December 16, 2010|Lesley Mason | Kids Ink

The hustle and bustle of the season doesn’t only happen at the mall. The library is busy this time of year, too. With holiday crafts, a visit from Santa, and families getting library materials to settle down for a “long winter’s nap” the library is very busy this time of year. Here are some books to help everyone enjoy the season — from classics you might have forgotten to some new characters that are sure to become holiday favorites.

  “O Holy Night: Christmas with the Boys Choir of Harlem” pictures by Faith Ringgold (ages 3 and younger)
This title features the lyrics of five carols beautifully illustrated in vibrant colors. It also includes a CD featuring the Boys’ Choir of Harlem singing traditional and soulful versions of the songs. The illustrator features an African-American holy family and angels of all races and colors, a wonderful book for children of all ages.

 “Twinkle, Twinkle Little Star,” pictures by Lesley Harker (ages 3 and younger)
This new interpretation of the classic children’s song depicts two modern children and their dog following a star into the past, where they journey to view a newborn child. It’s a clever take on the classic Nativity story.

 “Who is Coming to Our House?” by Joseph Slate (ages 3 to 6)
The animals of a stable prepare for an important visitor. Simple, rhyming verses make this a perfect read-aloud title. An understated rendering of the Nativity, young readers will be ready to identify the animals in the story.

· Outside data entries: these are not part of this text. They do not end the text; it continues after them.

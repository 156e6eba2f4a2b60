#![allow(dead_code)]

use mort_model::{
    Cell, Code, CodeTables, CountryCode, ListNumber, PortugalCode, RawMortalityRecord, expand,
};

fn three_char(spec: &str, cause: &str) -> Vec<(Code, String)> {
    expand(spec)
        .unwrap()
        .into_iter()
        .map(|code| (code, cause.to_string()))
        .collect()
}

pub fn tables() -> CodeTables {
    CodeTables {
        condensed: [
            ("1002", "Cholera"),
            ("1006", "Plague"),
            ("1007", "Schistosomiasis"),
        ]
        .into_iter()
        .map(|(k, v)| (ListNumber::new(k), v.to_string()))
        .collect(),
        three_char: [
            three_char("A00", "Cholera"),
            three_char("A33-A35", "Tetanus"),
            three_char("A20", "Plague"),
            three_char("B65", "Schistosomiasis"),
            three_char("B00-B01", "Herpesviral infections"),
        ]
        .into_iter()
        .flatten()
        .collect(),
        portugal: [("UE64", "Plague")]
            .into_iter()
            .map(|(k, v)| (PortugalCode::new(k), v.to_string()))
            .collect(),
        countries: [
            (1010, "Algeria"),
            (4080, "France"),
            (4180, "Italy"),
            (4188, "Lithuania"),
        ]
        .into_iter()
        .map(|(k, v)| (CountryCode(k), v.to_string()))
        .collect(),
    }
}

pub fn raw(country: i64, year: i32, list: impl Into<Cell>, cause: &str, sex: i64, deaths: i64) -> RawMortalityRecord {
    RawMortalityRecord {
        country,
        year,
        list: list.into(),
        cause: cause.to_string(),
        sex,
        deaths,
    }
}
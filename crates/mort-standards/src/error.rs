#![deny(unsafe_code)]

use std::path::PathBuf;

use mort_model::CodeError;

/// Failures while building a reference table. Any of these aborts the run.
#[derive(Debug, thiserror::Error)]
pub enum StandardsError {
    #[error("missing resource file: {path}")]
    MissingFile { path: PathBuf },

    #[error("failed to parse CSV {path}: {message}")]
    Csv { path: PathBuf, message: String },

    #[error("required column '{column}' not found in {path}")]
    MissingColumn { column: String, path: PathBuf },

    #[error("{path} row {row}: expected at least {expected} columns, found {found}")]
    ShortRow {
        path: PathBuf,
        row: usize,
        expected: usize,
        found: usize,
    },

    #[error("{path} row {row}, column {column}: '{value}' is not an integer")]
    InvalidInteger {
        path: PathBuf,
        row: usize,
        column: usize,
        value: String,
    },

    #[error("{path} row {row}, column {column}: {source}")]
    InvalidCodeSpec {
        path: PathBuf,
        row: usize,
        column: usize,
        #[source]
        source: CodeError,
    },
}

impl StandardsError {
    pub(crate) fn csv(path: impl Into<PathBuf>, source: &csv::Error) -> Self {
        Self::Csv {
            path: path.into(),
            message: source.to_string(),
        }
    }
}

pub type Result<T> = std::result::Result<T, StandardsError>;
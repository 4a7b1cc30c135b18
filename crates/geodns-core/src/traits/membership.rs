// # Membership Source Trait
//
// Defines the interface for discovering the pool of endpoints the service
// redirects traffic to.
//
// ## Implementations
//
// - Static pool: `geodns_core::membership::StaticMembershipSource`
// - Production sources wrap an orchestrator or auto-scaling group API and
//   translate its instances into `Member` snapshots.
//
// ## Usage
//
// ```rust,ignore
// use geodns_core::traits::MembershipSource;
//
// #[tokio::main]
// async fn main() -> anyhow::Result<()> {
//     let source = /* MembershipSource implementation */;
//
//     source.rescan().await?;
//     for member in source.members().await? {
//         println!("{}: {:?}", member.id, member.hostname);
//     }
//     Ok(())
// }
// ```

use std::fmt;
use std::net::IpAddr;

use async_trait::async_trait;
use serde::{Deserialize, Serialize};

use crate::geo::Coordinates;

/// Opaque identity of a pool member
///
/// Identities are stable across polls; attribute values are not.
#[derive(Debug, Clone, PartialEq, Eq, Hash, PartialOrd, Ord, Serialize, Deserialize)]
pub struct MemberId(String);

impl MemberId {
    pub fn new(id: impl Into<String>) -> Self {
        Self(id.into())
    }

    pub fn as_str(&self) -> &str {
        &self.0
    }
}

impl fmt::Display for MemberId {
    fn fmt(&self, f: &mut fmt::Formatter<'_>) -> fmt::Result {
        f.write_str(&self.0)
    }
}

impl From<&str> for MemberId {
    fn from(s: &str) -> Self {
        Self(s.to_string())
    }
}

impl From<String> for MemberId {
    fn from(s: String) -> Self {
        Self(s)
    }
}

/// Attribute snapshot of a pool member
///
/// All attributes are optional: a freshly provisioned endpoint typically has
/// none of them until it finishes starting. The reconciliation loop treats
/// missing attributes as a transient condition and retries on the next poll.
#[derive(Debug, Clone, PartialEq, Serialize, Deserialize)]
pub struct Member {
    /// Stable member identity
    pub id: MemberId,

    /// Direct hostname attribute, preferred for address inference
    pub hostname: Option<String>,

    /// Direct IP address attribute
    pub address: Option<IpAddr>,

    /// Root URL of the service the member runs; its host component is the
    /// fallback hostname source
    pub root_url: Option<String>,

    /// Self-declared static coordinates, used to sanity-check geo lookups and
    /// as a substitute when lookups fail and homeless members are included
    pub declared_coordinates: Option<Coordinates>,
}

impl Member {
    /// Create a member with no attributes set
    pub fn new(id: impl Into<MemberId>) -> Self {
        Self {
            id: id.into(),
            hostname: None,
            address: None,
            root_url: None,
            declared_coordinates: None,
        }
    }

    pub fn with_hostname(mut self, hostname: impl Into<String>) -> Self {
        self.hostname = Some(hostname.into());
        self
    }

    pub fn with_address(mut self, address: IpAddr) -> Self {
        self.address = Some(address);
        self
    }

    pub fn with_root_url(mut self, url: impl Into<String>) -> Self {
        self.root_url = Some(url.into());
        self
    }

    pub fn with_declared_coordinates(mut self, coordinates: Coordinates) -> Self {
        self.declared_coordinates = Some(coordinates);
        self
    }
}

/// Trait for membership source implementations
///
/// The source owns the pool; the engine only reads it. Implementations must
/// be thread-safe and usable across async tasks.
///
/// # Ordering
///
/// `members()` should return members in a stable order; the engine preserves
/// first-seen order in its published output.
#[async_trait]
pub trait MembershipSource: Send + Sync {
    /// Re-evaluate dynamic membership before it is read
    ///
    /// Sources backed by a dynamic group (auto-scaling, service discovery)
    /// refresh their view here; fixed pools use the default no-op.
    async fn rescan(&self) -> Result<(), crate::Error> {
        Ok(())
    }

    /// Get the current pool membership as attribute snapshots
    async fn members(&self) -> Result<Vec<Member>, crate::Error>;
}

 “Fancy Nancy: Splendiferous Christmas” by: Jane O’Connor (ages 4 to 8)
Fancy Nancy is ready for Christmas. But when the Christmas tree takes a topple, Nancy learns that her handmade tree topper is just as pretty as her store-bought one.

 “The Night Before Christmas” by Clement C. Moore, retold and illustrated by Rachel Isadora (ages 4 to 8)
Santa’s journey takes him to Africa in this charming version of the classic poem. Isadora uses collaged papers and oil paints to create a vibrant African village, dusted by snow. Full of ethnic details and rich color this book is a great culturally diverse title.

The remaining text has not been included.